Holistic schema matching for web query interfaces

Authors: 
Su, W; Wang, J; Lochovsky, F
Author: 
Su, W
Wang, J
Lochovsky, F
Year: 
2006
Venue: 
Proc. EDBT, LNCS 3896
URL: 
http://www.springerlink.com/index/7G5N755552M9N356.pdf
Citations: 
45
Citations range: 
10 - 49

One significant part of today’s Web is Web databases, which can dynamically provide information in response to user queries. To help users submit queries to different Web databases, the query interface matching problem needs to be addressed. To solve this problem, we propose a new complex schema matching approach, Holistic Schema Matching (HSM).
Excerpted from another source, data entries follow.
//! Market inputs: candles, tickers, top of book and instrument specs.

use rust_decimal::Decimal;
use serde::{Deserialize, Serialize};
use std::fmt;

use crate::decimal::{Price, Size};

/// Which sides the engine quotes.
#[derive(Debug, Clone, Copy, Default, PartialEq, Eq, Hash, Serialize, Deserialize)]
#[serde(rename_all = "lowercase")]
pub enum DirectionMode {
    /// Accumulate and reduce long inventory only.
    Long,
    /// Accumulate and reduce short inventory only.
    Short,
    /// Quote both sides in hedge mode.
    #[default]
    Both,
}

impl fmt::Display for DirectionMode {
    fn fmt(&self, f: &mut fmt::Formatter<'_>) -> fmt::Result {
        match self {
            Self::Long => write!(f, "long"),
            Self::Short => write!(f, "short"),
            Self::Both => write!(f, "both"),
        }
    }
}

/// OHLCV candle.
#[derive(Debug, Clone, Copy, PartialEq, Eq, Serialize, Deserialize)]
pub struct Candle {
    /// Candle open time (Unix ms).
    pub timestamp_ms: i64,
    pub open: Decimal,
    pub high: Decimal,
    pub low: Decimal,
    pub close: Decimal,
    pub volume: Decimal,
}

/// Last traded price.
#[derive(Debug, Clone, Copy, PartialEq, Eq, Serialize, Deserialize)]
pub struct Ticker {
    pub last: Price,
}

/// Best bid and ask.
#[derive(Debug, Clone, Copy, PartialEq, Eq, Serialize, Deserialize)]
pub struct BookTop {
    pub best_bid: Option<Price>,
    pub best_ask: Option<Price>,
}

impl BookTop {
    /// Mid price, only when both sides are present and positive.
    pub fn mid(&self) -> Option<Price> {
        match (self.best_bid, self.best_ask) {
            (Some(bid), Some(ask)) if bid.is_positive() && ask.is_positive() => {
                Some(Price::new((bid.inner() + ask.inner()) / Decimal::TWO))
            }
            _ => None,
        }
    }
}

/// Trading rules for one instrument.
#[derive(Debug, Clone, PartialEq, Eq, Serialize, Deserialize)]
pub struct InstrumentSpec {
    pub symbol: String,
    pub tick_size: Price,
    /// Minimum tradable amount.
    pub min_amount: Size,
    /// Amount increment; zero means unrestricted.
    pub amount_step: Size,
}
By examining the query interfaces of real Web databases, we observe that attribute matchings can be discovered from attribute-occurrence patterns. For example, First Name often appears together with Last Name while it is rarely co-present with Author in the Books domain. Thus, we design a count-based greedy algorithm to identify which attributes are more likely to be matched in the query interfaces. In particular, HSM can identify both simple matching i.e., 1:1 matching, and complex matching, i.e., 1:n or m:n matching, between attributes. Our experiments show that HSM can discover both simple and complex matchings accurately and efficiently on real data sets.